[REQUIRED ACTION]
In the entries that follow, find every line containing "ZoneDetection" and copy it.
===== THE INPUT =====
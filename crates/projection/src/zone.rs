//! UTM zone detection for granules.
//!
//! Tried in order: an MGRS tile name embedded in the source URL, the
//! projected CRS EPSG code from the raster metadata, then the caller's
//! default.

use serde::{Deserialize, Serialize};

use crate::utm::UtmZone;

/// Which rule produced a zone.
#[derive(Debug, Clone, Copy, PartialEq, Eq, Serialize, Deserialize)]
#[serde(rename_all = "snake_case")]
pub enum ZoneSource {
    TileName,
    Epsg,
    Default,
}

#[derive(Debug, Clone, Copy, PartialEq, Eq)]
pub struct ZoneDetection {
    pub zone: UtmZone,
    pub source: ZoneSource,
}

/// Resolve the UTM zone of a granule.
pub fn detect_utm_zone(
    source_url: &str,
    projected_cs: Option<u32>,
    default: UtmZone,
) -> ZoneDetection {
    if let Some(zone) = zone_from_tile_name(source_url) {
        return ZoneDetection {
            zone,
            source: ZoneSource::TileName,
        };
    }

    if let Some(zone) = projected_cs.and_then(UtmZone::from_epsg) {
        return ZoneDetection {
            zone,
            source: ZoneSource::Epsg,
        };
    }

    ZoneDetection {
        zone: default,
        source: ZoneSource::Default,
    }
}

/// MGRS latitude bands: C..X without I and O. N and above are northern.
fn is_band_letter(c: u8) -> bool {
    (b'C'..=b'X').contains(&c) && c != b'I' && c != b'O'
}

fn is_boundary(c: Option<&u8>) -> bool {
    match c {
        None => true,
        Some(c) => !c.is_ascii_alphanumeric(),
    }
}

/// Find a tile name such as `32UPU` (or a bare `32U`) in a file name or URL.
///
/// A full MGRS tile (zone, band, two-letter 100 km square) anywhere in the
/// string wins over a bare zone+band token, which must stand alone between
/// separators.
pub fn zone_from_tile_name(name: &str) -> Option<UtmZone> {
    let bytes = name.as_bytes();
    let mut bare = None;

    for i in 0..bytes.len().saturating_sub(2) {
        let (d0, d1, band) = (bytes[i], bytes[i + 1], bytes[i + 2]);
        if !d0.is_ascii_digit() || !d1.is_ascii_digit() || !is_band_letter(band) {
            continue;
        }
        if i > 0 && bytes[i - 1].is_ascii_digit() {
            continue;
        }

        let number = (d0 - b'0') * 10 + (d1 - b'0');
        let Ok(zone) = UtmZone::new(number, band >= b'N') else {
            continue;
        };

        let square = bytes.get(i + 3..i + 5);
        let full_tile = matches!(square, Some([a, b]) if a.is_ascii_uppercase() && b.is_ascii_uppercase())
            && is_boundary(bytes.get(i + 5));
        if full_tile {
            return Some(zone);
        }

        let standalone = (i == 0 || !bytes[i - 1].is_ascii_alphanumeric())
            && is_boundary(bytes.get(i + 3));
        if standalone && bare.is_none() {
            bare = Some(zone);
        }
    }

    bare
}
=====
[SOLUTION FOR THIS TASK]
pub struct ZoneDetection {
) -> ZoneDetection {
        return ZoneDetection {
        return ZoneDetection {
    ZoneDetection {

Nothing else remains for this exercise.